In other words, computing many formulas needed to come up with a COVID-19 vaccine requires immense computational power not readily available. To help expedite calculations, you can help Folding@home’s cause from home by donating your computer’s spare computational resources using the link above.
Restaurants Innovate to Help Mitigate Profit Losses

(Photo from thespoon.tech)
While the tech sector works closely with the government during this pandemic, the service industry seems left out to sea, struggling to stay afloat. Restaurants recently petitioned the government for financial assistance as closures and layoffs mounted.
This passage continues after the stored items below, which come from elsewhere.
//! Transaction commit engine.
//!
//! A [`Transaction`] borrows the filesystem state exclusively for the whole
//! commit. Each component lives in its own module as an `impl Transaction`
//! block:
//!
//! - [`alloc`]: new addresses for dirty nodes and release of old ones
//! - [`maintain`]: split, merge, rebalance, height changes
//! - [`bookkeep`]: data extent reference reconciliation
//! - [`csum`]: changed-sector run merging into the checksum tree
//! - [`lifecycle`]: chunk creation, drop, and usage records
//! - [`cache`]: free-space cache objects
//! - [`flush`]: translation of dirty directory entries and files
//! - [`roots`]: root item refresh, publication, and root dropping
//! - [`writer`]: node serialization and batched dispatch
//! - [`publish`]: superblock publication
//! - [`commit`]: the orchestrator

use std::collections::BTreeSet;

use parking_lot::Mutex;

use crate::storage::arena::codec::NodeStamp;
use crate::storage::arena::NodeId;
use crate::storage::chunk::{block_group, Chunk, Device, Profile};
use crate::storage::store::TreeSet;
use crate::storage::superblock::Superblock;
use crate::storage::undo::UndoLog;
use crate::types::{ArborError, Result, TreeId};

pub mod alloc;
pub mod bookkeep;
pub mod cache;
pub mod commit;
pub mod csum;
pub mod flush;
pub mod lifecycle;
pub mod maintain;
pub mod publish;
pub mod roots;
pub mod writer;

pub use bookkeep::SharedDataRef;
pub use commit::CommitStats;
pub use flush::{DirEntryChange, FileChange, FileExtentChange};

/// Pending update of per-sector checksums.
#[derive(Clone, Debug, PartialEq, Eq)]
pub struct ChangedSectorRun {
    /// Logical address of the first sector.
    pub address: u64,
    /// Number of sectors covered.
    pub sectors: u64,
    /// New checksum words, one per sector; `None` deletes the range.
    pub checksums: Option<Vec<u32>>,
}

impl ChangedSectorRun {
    /// Run recording freshly written sectors.
    pub fn written(address: u64, checksums: Vec<u32>) -> Self {
        Self {
            address,
            sectors: checksums.len() as u64,
            checksums: Some(checksums),
        }
    }

    /// Run removing the checksums of `sectors` sectors.
    pub fn deleted(address: u64, sectors: u64) -> Self {
        Self {
            address,
            sectors,
            checksums: None,
        }
    }

    /// True for deletion runs.
    pub fn is_deletion(&self) -> bool {
        self.checksums.is_none()
    }
}

/// Profiles and target sizes used when the allocator creates chunks.
#[derive(Clone, Copy, Debug, PartialEq, Eq)]
pub struct ChunkPolicy {
    /// Profile of metadata chunks.
    pub metadata: Profile,
    /// Profile of data chunks.
    pub data: Profile,
    /// Profile of system chunks.
    pub system: Profile,
    /// Target logical size of metadata chunks.
    pub metadata_chunk_size: u64,
    /// Target logical size of data chunks.
    pub data_chunk_size: u64,
    /// Target logical size of system chunks.
    pub system_chunk_size: u64,
    /// Stripe length of new chunks.
    pub stripe_len: u64,
}

impl Default for ChunkPolicy {
    fn default() -> Self {
        Self {
            metadata: Profile::Dup,
            data: Profile::Single,
            system: Profile::Dup,
            metadata_chunk_size: 32 << 20,
            data_chunk_size: 64 << 20,
            system_chunk_size: 4 << 20,
            stripe_len: 64 << 10,
        }
    }
}

impl ChunkPolicy {
    /// Block-group flags of chunks holding nodes of `tree`.
    pub fn tree_flags(&self, tree: TreeId) -> u64 {
        if tree == TreeId::CHUNK {
            block_group::SYSTEM | self.system.flags()
        } else {
            block_group::METADATA | self.metadata.flags()
        }
    }

    /// Block-group flags of data chunks.
    pub fn data_flags(&self) -> u64 {
        block_group::DATA | self.data.flags()
    }

    /// Target chunk size for chunks with `flags`.
    pub fn chunk_size(&self, flags: u64) -> u64 {
        if flags & block_group::SYSTEM != 0 {
            self.system_chunk_size
        } else if flags & block_group::DATA != 0 {
            self.data_chunk_size
        } else {
            self.metadata_chunk_size
        }
    }
}

/// Work queued by collaborators for the next commit.
#[derive(Debug, Default)]
pub struct PendingWork {
    /// Dirty directory entries.
    pub dir_entries: Vec<DirEntryChange>,
    /// Dirty files.
    pub files: Vec<FileChange>,
    /// Trees whose every block is released at the next commit.
    pub drop_roots: Vec<TreeId>,
    /// Shared data references awaiting conversion to full references.
    pub shared_data_refs: Vec<SharedDataRef>,
}

impl PendingWork {
    /// True when nothing is queued.
    pub fn is_empty(&self) -> bool {
        self.dir_entries.is_empty()
            && self.files.is_empty()
            && self.drop_roots.is_empty()
            && self.shared_data_refs.is_empty()
    }
}

/// Mutable state of one mounted filesystem.
///
/// Every field is guarded by the filesystem-wide lock; chunk free lists and
/// usage counters additionally sit behind per-chunk mutexes taken only for
/// the duration of a single chunk operation.
#[derive(Debug)]
pub struct FsState {
    /// In-memory copy of the superblock.
    pub superblock: Superblock,
    /// Generation of the open transaction.
    pub generation: u64,
    /// Every loaded tree.
    pub trees: TreeSet,
    /// Chunks, ordered by logical offset.
    pub chunks: Vec<Mutex<Chunk>>,
    /// Member devices.
    pub devices: Vec<Device>,
    /// Identity stamped into every node header.
    pub stamp: NodeStamp,
    /// Chunk creation policy.
    pub policy: ChunkPolicy,
    /// Queued collaborator work.
    pub pending: PendingWork,
    /// Extents allocated during the open transaction; freeing them skips
    /// pinning.
    pub fresh: BTreeSet<u64>,
    /// Whether free-space cache objects are maintained.
    pub space_cache: bool,
    /// Set by every mutation; cleared by a successful commit.
    pub need_write: bool,
    /// Mounted read-only.
    pub readonly: bool,
}

impl FsState {
    /// Empty state around `superblock` with no trees, chunks or devices.
    pub fn new(superblock: Superblock, generation: u64, policy: ChunkPolicy) -> Self {
        let stamp = NodeStamp {
            fsid: superblock.fsid,
            chunk_tree_uuid: [0; 16],
        };
        Self {
            trees: TreeSet::new(superblock.node_size),
            superblock,
            generation,
            chunks: Vec::new(),
            devices: Vec::new(),
            stamp,
            policy,
            pending: PendingWork::default(),
            fresh: BTreeSet::new(),
            space_cache: true,
            need_write: false,
            readonly: false,
        }
    }

    /// Node size in bytes.
    pub fn node_size(&self) -> u64 {
        self.superblock.node_size as u64
    }

    /// Sector size in bytes.
    pub fn sector_size(&self) -> u64 {
        self.superblock.sector_size as u64
    }

    /// Index of the chunk containing `address`.
    pub fn chunk_index(&self, address: u64) -> Option<usize> {
        self.chunks
            .iter()
            .position(|chunk| chunk.lock().contains(address, 1))
    }

    /// Like [`FsState::chunk_index`], treating a miss as an inconsistency.
    pub fn chunk_for(&self, address: u64) -> Result<usize> {
        self.chunk_index(address).ok_or_else(|| {
            tracing::error!(address, "chunk.lookup_failed");
            ArborError::Inconsistent(format!("no chunk holds address {address:#x}"))
        })
    }

    /// Index of the device with `dev_id`.
    pub fn device_index(&self, dev_id: u64) -> Result<usize> {
        self.devices
            .iter()
            .position(|d| d.id() == dev_id)
            .ok_or_else(|| ArborError::Inconsistent(format!("device {dev_id} not present")))
    }

    /// Marks `node` and every ancestor dirty.
    pub fn mark_path_dirty(&mut self, node: NodeId) {
        let mut cursor = Some(node);
        while let Some(id) = cursor {
            let node = &mut self.trees.arena[id];
            node.dirty = true;
            cursor = node.parent;
        }
    }

    /// Marks every ancestor of `node` dirty, leaving `node` itself alone.
    pub fn mark_ancestors_dirty(&mut self, node: NodeId) {
        if let Some(parent) = self.trees.arena[node].parent {
            self.mark_path_dirty(parent);
        }
    }
}

/// One commit's exclusive view of the filesystem.
///
/// Every tree-item mutation made through the transaction is recorded in the
/// borrowed undo log.
pub struct Transaction<'a> {
    pub(crate) state: &'a mut FsState,
    pub(crate) undo: &'a mut UndoLog,
    pub(crate) csum_runs: &'a Mutex<Vec<ChangedSectorRun>>,
}

impl<'a> Transaction<'a> {
    /// Opens a transaction over `state`.
    pub fn new(
        state: &'a mut FsState,
        undo: &'a mut UndoLog,
        csum_runs: &'a Mutex<Vec<ChangedSectorRun>>,
    ) -> Self {
        Self {
            state,
            undo,
            csum_runs,
        }
    }

    /// Generation this transaction commits.
    pub fn generation(&self) -> u64 {
        self.state.generation
    }

    /// Read access to the filesystem state.
    pub fn state(&self) -> &FsState {
        self.state
    }

    /// Write access to the filesystem state.
    pub fn state_mut(&mut self) -> &mut FsState {
        self.state
    }

    fn capacity(&self) -> usize {
        self.state.trees.capacity()
    }
}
But some restaurants are turning to tech-inspired innovations to help bolster sales during the recent shuttering. Creator, the robot-burger startup we covered last week, released a new delivery method to combat corona-contamination (video here), for example, which leaves their robot-produced burgers virtually untouched by human hands prior to delivery, while Chipotle this week unveiled a series of daily "Chipotle Together" celebrity-hosted video conferencing sessions through Zoom to promote social distancing and connect with a younger audience.
“The outbreak has led to a plunge of as much as 64% in restaurant occupancy compared to the same time last year, per OpenTable data cited by Recode,” writes Mobile Marketer reporter Robert Williams in the article, ‘Chipotle tackles social distancing with virtual hangouts on Zoom.’ “.... Even before cities and states announced restrictions on dining establishments, Chipotle had created a tamper-evident packaging seal to ensure that food is untouched during delivery, and upgraded the messaging feature of its delivery tracker to provide real-time updates…. Chipotle's virtual hangouts on Zoom are a novel way to bring people together as they practice social distancing to reduce the likelihood of spreading the illness COVID-19.”
“Chipotle Together” chats have the added benefit of helping to drive customers to Chipotle’s mobile apps, which offer easy delivery options. To my mind, restaurants that best connect with customers and innovate to promote safety during this pandemic will be best prepared to stay afloat while stores are closed, and after.
That’s all for now. May everyone out there stay safe and smart as we continue to hunker down.